## [Problem statement]
Search for the word "decoded" in the entries. Each line that holds it should be copied.

## [Saved entries]
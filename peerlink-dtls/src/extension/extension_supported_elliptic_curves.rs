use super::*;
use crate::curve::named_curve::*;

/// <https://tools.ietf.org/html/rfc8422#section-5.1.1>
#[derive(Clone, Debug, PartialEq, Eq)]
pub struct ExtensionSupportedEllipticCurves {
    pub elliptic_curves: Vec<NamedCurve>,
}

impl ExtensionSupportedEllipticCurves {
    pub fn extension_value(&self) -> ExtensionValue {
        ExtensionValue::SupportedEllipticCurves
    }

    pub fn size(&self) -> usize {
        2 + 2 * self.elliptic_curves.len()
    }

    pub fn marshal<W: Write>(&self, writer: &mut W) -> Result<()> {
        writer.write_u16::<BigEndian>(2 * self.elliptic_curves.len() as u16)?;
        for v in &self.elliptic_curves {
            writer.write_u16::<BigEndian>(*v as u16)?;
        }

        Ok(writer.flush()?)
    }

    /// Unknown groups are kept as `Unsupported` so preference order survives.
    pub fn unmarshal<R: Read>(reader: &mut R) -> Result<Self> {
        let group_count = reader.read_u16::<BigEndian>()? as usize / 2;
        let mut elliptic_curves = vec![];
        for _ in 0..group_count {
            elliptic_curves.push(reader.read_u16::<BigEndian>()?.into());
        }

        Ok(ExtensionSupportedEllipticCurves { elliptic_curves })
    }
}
* * *
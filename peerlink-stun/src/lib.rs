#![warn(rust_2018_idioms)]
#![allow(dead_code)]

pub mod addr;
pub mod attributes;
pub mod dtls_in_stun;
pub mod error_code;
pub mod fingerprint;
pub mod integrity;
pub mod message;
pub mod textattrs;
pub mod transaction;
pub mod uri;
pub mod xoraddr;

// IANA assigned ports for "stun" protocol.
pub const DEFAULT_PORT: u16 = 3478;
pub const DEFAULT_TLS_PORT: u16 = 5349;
---
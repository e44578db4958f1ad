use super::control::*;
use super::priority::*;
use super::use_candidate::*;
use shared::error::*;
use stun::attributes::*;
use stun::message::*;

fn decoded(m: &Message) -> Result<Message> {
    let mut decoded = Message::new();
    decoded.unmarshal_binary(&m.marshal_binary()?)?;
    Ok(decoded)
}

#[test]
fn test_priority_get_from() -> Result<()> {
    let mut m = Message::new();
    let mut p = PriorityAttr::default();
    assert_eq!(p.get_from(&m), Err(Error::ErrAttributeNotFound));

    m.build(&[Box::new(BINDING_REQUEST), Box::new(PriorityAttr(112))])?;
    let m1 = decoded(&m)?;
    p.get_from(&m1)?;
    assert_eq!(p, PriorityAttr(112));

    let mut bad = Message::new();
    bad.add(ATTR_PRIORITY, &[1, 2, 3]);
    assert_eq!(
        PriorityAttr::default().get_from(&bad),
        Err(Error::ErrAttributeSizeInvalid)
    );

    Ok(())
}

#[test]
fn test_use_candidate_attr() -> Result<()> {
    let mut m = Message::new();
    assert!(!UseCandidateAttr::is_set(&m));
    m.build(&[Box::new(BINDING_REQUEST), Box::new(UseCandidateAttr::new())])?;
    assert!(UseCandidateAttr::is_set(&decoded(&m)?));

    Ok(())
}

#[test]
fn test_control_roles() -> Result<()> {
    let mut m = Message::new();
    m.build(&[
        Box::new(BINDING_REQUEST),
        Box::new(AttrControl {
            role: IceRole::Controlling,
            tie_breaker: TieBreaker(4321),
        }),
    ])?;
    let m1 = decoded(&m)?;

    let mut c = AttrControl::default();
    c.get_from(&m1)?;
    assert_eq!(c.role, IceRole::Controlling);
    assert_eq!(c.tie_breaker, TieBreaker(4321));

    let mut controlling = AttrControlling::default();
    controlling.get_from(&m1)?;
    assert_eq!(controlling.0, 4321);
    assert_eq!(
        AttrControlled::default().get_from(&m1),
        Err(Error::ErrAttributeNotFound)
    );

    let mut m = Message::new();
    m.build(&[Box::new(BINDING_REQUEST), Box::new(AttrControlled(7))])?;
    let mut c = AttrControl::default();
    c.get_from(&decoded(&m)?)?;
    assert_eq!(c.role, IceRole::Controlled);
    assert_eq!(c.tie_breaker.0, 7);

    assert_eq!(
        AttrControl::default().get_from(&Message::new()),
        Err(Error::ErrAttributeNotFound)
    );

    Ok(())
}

## [Task response]
fn decoded(m: &Message) -> Result<Message> {
    let mut decoded = Message::new();
    decoded.unmarshal_binary(&m.marshal_binary()?)?;
    Ok(decoded)
    let m1 = decoded(&m)?;
    assert!(UseCandidateAttr::is_set(&decoded(&m)?));
    let m1 = decoded(&m)?;
    c.get_from(&decoded(&m)?)?;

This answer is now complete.